-- Data follows --
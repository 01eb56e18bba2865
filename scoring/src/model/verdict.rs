use serde::{Serialize, Serializer};
use strum_macros::Display;

use crate::error::ScoringError;

/// Which part of the transaction a factor was derived from.
#[derive(Debug, Clone, Copy, PartialEq, Eq, Hash)]
pub enum FactorCategory {
    Amount,
    Merchant,
    Location,
    Card,
    Time,
    Classifier,
}

/// A human-readable reason that contributed to a score.
#[derive(Debug, Clone, Copy, PartialEq, Eq, Hash, Display)]
pub enum RiskFactor {
    #[strum(to_string = "very high amount")]
    VeryHighAmount,
    #[strum(to_string = "high amount")]
    HighAmount,
    #[strum(to_string = "moderate amount")]
    ModerateAmount,

    #[strum(to_string = "suspicious merchant name")]
    SuspiciousMerchantName,
    #[strum(to_string = "very short merchant name")]
    ShortMerchantName,
    #[strum(to_string = "multiple suspicious merchant patterns")]
    MultipleMerchantPatterns,
    #[strum(to_string = "suspicious merchant pattern")]
    MerchantPattern,
    #[strum(to_string = "unusual merchant name format")]
    UnusualMerchantFormat,
    #[strum(to_string = "repeated character pattern in merchant name")]
    RepeatedMerchantCharacters,
    #[strum(to_string = "numbers in merchant name")]
    DigitsInMerchantName,
    #[strum(to_string = "generic merchant name")]
    GenericMerchantName,

    #[strum(to_string = "international transaction")]
    InternationalTransaction,

    #[strum(to_string = "invalid length")]
    InvalidCardLength,
    #[strum(to_string = "non-digit characters")]
    NonDigitCard,
    #[strum(to_string = "all digits identical")]
    AllDigitsIdentical,
    #[strum(to_string = "very few unique digits")]
    FewUniqueDigits,
    #[strum(to_string = "common test card number")]
    CommonTestCard,
    #[strum(to_string = "repeated pattern detected")]
    RepeatedCardPattern,
    #[strum(to_string = "suspicious starting digits")]
    SuspiciousStartingDigits,
    #[strum(to_string = "all zeros")]
    AllZeros,
    #[strum(to_string = "all ones")]
    AllOnes,
    #[strum(to_string = "alternating pattern detected")]
    AlternatingPattern,
    #[strum(to_string = "known test card number")]
    KnownTestCard,
    #[strum(to_string = "fails Luhn check")]
    FailsLuhn,

    #[strum(to_string = "unusual transaction time")]
    UnusualTime,

    #[strum(to_string = "high fraud probability")]
    HighFraudProbability,
    #[strum(to_string = "legitimate transaction pattern")]
    LegitimatePattern,
}

impl RiskFactor {
    pub fn category(&self) -> FactorCategory {
        use RiskFactor::*;
        match self {
            VeryHighAmount | HighAmount | ModerateAmount => FactorCategory::Amount,
            SuspiciousMerchantName
            | ShortMerchantName
            | MultipleMerchantPatterns
            | MerchantPattern
            | UnusualMerchantFormat
            | RepeatedMerchantCharacters
            | DigitsInMerchantName
            | GenericMerchantName => FactorCategory::Merchant,
            InternationalTransaction => FactorCategory::Location,
            InvalidCardLength | NonDigitCard | AllDigitsIdentical | FewUniqueDigits
            | CommonTestCard | RepeatedCardPattern | SuspiciousStartingDigits | AllZeros
            | AllOnes | AlternatingPattern | KnownTestCard | FailsLuhn => FactorCategory::Card,
            UnusualTime => FactorCategory::Time,
            HighFraudProbability | LegitimatePattern => FactorCategory::Classifier,
        }
    }
}

impl Serialize for RiskFactor {
    fn serialize<S>(&self, serializer: S) -> Result<S::Ok, S::Error>
    where
        S: Serializer,
    {
        serializer.collect_str(self)
    }
}

/// Outcome of the card-number pattern checks.
///
/// `valid` only says the number is 16 digits; fraud likelihood lives in `risk`.
#[derive(Debug, Clone, PartialEq, Eq, Default)]
pub struct CardValidationResult {
    pub valid: bool,
    pub risk: u32,
    pub reasons: Vec<RiskFactor>,
}

/// Rule scorer output. Factors are kept in evaluation order.
#[derive(Debug, Clone, PartialEq, Eq, Default)]
pub struct RiskAssessment {
    pub score: u32,
    pub factors: Vec<RiskFactor>,
}

impl RiskAssessment {
    pub(crate) fn add(&mut self, score: u32, factor: RiskFactor) {
        self.score += score;
        self.factors.push(factor);
    }
}

#[derive(Debug, Clone, Copy, PartialEq, Eq, Serialize, Display)]
#[serde(rename_all = "lowercase")]
pub enum PredictedClass {
    #[strum(to_string = "legitimate")]
    Legitimate,
    #[strum(to_string = "fraud")]
    Fraud,
}

const PROBABILITY_TOLERANCE: f64 = 1e-6;

/// What a classifier returns for one feature vector.
#[derive(Debug, Clone, Copy, PartialEq)]
pub struct ClassifierVerdict {
    pub class: PredictedClass,
    pub p_legitimate: f64,
    pub p_fraud: f64,
}

impl ClassifierVerdict {
    /// Builds a verdict from the fraud-class probability.
    pub fn from_fraud_probability(class: PredictedClass, p_fraud: f64) -> Self {
        Self {
            class,
            p_legitimate: 1.0 - p_fraud,
            p_fraud,
        }
    }

    /// Rejects probability pairs that are out of range or do not sum to one.
    pub fn validate(&self) -> Result<(), ScoringError> {
        let in_range = |p: f64| p.is_finite() && (0.0..=1.0).contains(&p);
        if !in_range(self.p_legitimate) || !in_range(self.p_fraud) {
            return Err(ScoringError::classifier(format!(
                "probabilities out of range: ({}, {})",
                self.p_legitimate, self.p_fraud
            )));
        }
        if (self.p_legitimate + self.p_fraud - 1.0).abs() > PROBABILITY_TOLERANCE {
            return Err(ScoringError::classifier(format!(
                "probabilities do not sum to 1: ({}, {})",
                self.p_legitimate, self.p_fraud
            )));
        }
        Ok(())
    }
}

/// Direct classifier result for caller-supplied features.
#[derive(Debug, Clone, Copy, PartialEq, Serialize)]
pub struct Prediction {
    pub class: PredictedClass,
    pub fraud_probability: f64,
    pub legitimate_probability: f64,
    /// Probability of the more likely class.
    pub confidence: f64,
}

impl From<ClassifierVerdict> for Prediction {
    fn from(verdict: ClassifierVerdict) -> Self {
        Self {
            class: verdict.class,
            fraud_probability: verdict.p_fraud,
            legitimate_probability: verdict.p_legitimate,
            confidence: verdict.p_fraud.max(verdict.p_legitimate),
        }
    }
}

#[derive(Debug, Clone, Copy, PartialEq, Eq, Serialize, Display)]
pub enum Confidence {
    High,
    Medium,
}

#[derive(Debug, Clone, Copy, PartialEq, Eq, Serialize, Display)]
#[serde(rename_all = "snake_case")]
pub enum ScoringPath {
    #[strum(to_string = "explicit")]
    Explicit,
    #[strum(to_string = "derived")]
    Derived,
}

/// Final engine output for one transaction. Immutable once built.
#[derive(Debug, Clone, PartialEq, Serialize)]
pub struct CombinedVerdict {
    is_fraud: bool,
    combined_score: f64,
    rule_score: u32,
    ml_probability: f64,
    confidence: Confidence,
    classifier_class: PredictedClass,
    path: ScoringPath,
    factors: Vec<RiskFactor>,
}

impl CombinedVerdict {
    #[allow(clippy::too_many_arguments)]
    pub(crate) fn new(
        is_fraud: bool,
        combined_score: f64,
        rule_score: u32,
        ml_probability: f64,
        confidence: Confidence,
        classifier_class: PredictedClass,
        path: ScoringPath,
        factors: Vec<RiskFactor>,
    ) -> Self {
        Self {
            is_fraud,
            combined_score,
            rule_score,
            ml_probability,
            confidence,
            classifier_class,
            path,
            factors,
        }
    }

    pub fn is_fraud(&self) -> bool {
        self.is_fraud
    }

    pub fn combined_score(&self) -> f64 {
        self.combined_score
    }

    pub fn rule_score(&self) -> u32 {
        self.rule_score
    }

    /// Fraud-class probability reported by the classifier.
    pub fn ml_probability(&self) -> f64 {
        self.ml_probability
    }

    pub fn confidence(&self) -> Confidence {
        self.confidence
    }

    /// The classifier's own label; may disagree with `is_fraud` on the derived path.
    pub fn classifier_class(&self) -> PredictedClass {
        self.classifier_class
    }

    pub fn path(&self) -> ScoringPath {
        self.path
    }

    pub fn factors(&self) -> &[RiskFactor] {
        &self.factors
    }
}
-- Data concluded --
Exercise details:
Output the lines of the records above exactly as they appear, from the line containing "only says the" through the line containing "the fraud-class probability.".

Answer to this exercise:
/// `valid` only says the number is 16 digits; fraud likelihood lives in `risk`.
#[derive(Debug, Clone, PartialEq, Eq, Default)]
pub struct CardValidationResult {
    pub valid: bool,
    pub risk: u32,
    pub reasons: Vec<RiskFactor>,
}

/// Rule scorer output. Factors are kept in evaluation order.
#[derive(Debug, Clone, PartialEq, Eq, Default)]
pub struct RiskAssessment {
    pub score: u32,
    pub factors: Vec<RiskFactor>,
}

impl RiskAssessment {
    pub(crate) fn add(&mut self, score: u32, factor: RiskFactor) {
        self.score += score;
        self.factors.push(factor);
    }
}

#[derive(Debug, Clone, Copy, PartialEq, Eq, Serialize, Display)]
#[serde(rename_all = "lowercase")]
pub enum PredictedClass {
    #[strum(to_string = "legitimate")]
    Legitimate,
    #[strum(to_string = "fraud")]
    Fraud,
}

const PROBABILITY_TOLERANCE: f64 = 1e-6;

/// What a classifier returns for one feature vector.
#[derive(Debug, Clone, Copy, PartialEq)]
pub struct ClassifierVerdict {
    pub class: PredictedClass,
    pub p_legitimate: f64,
    pub p_fraud: f64,
}

impl ClassifierVerdict {
    /// Builds a verdict from the fraud-class probability.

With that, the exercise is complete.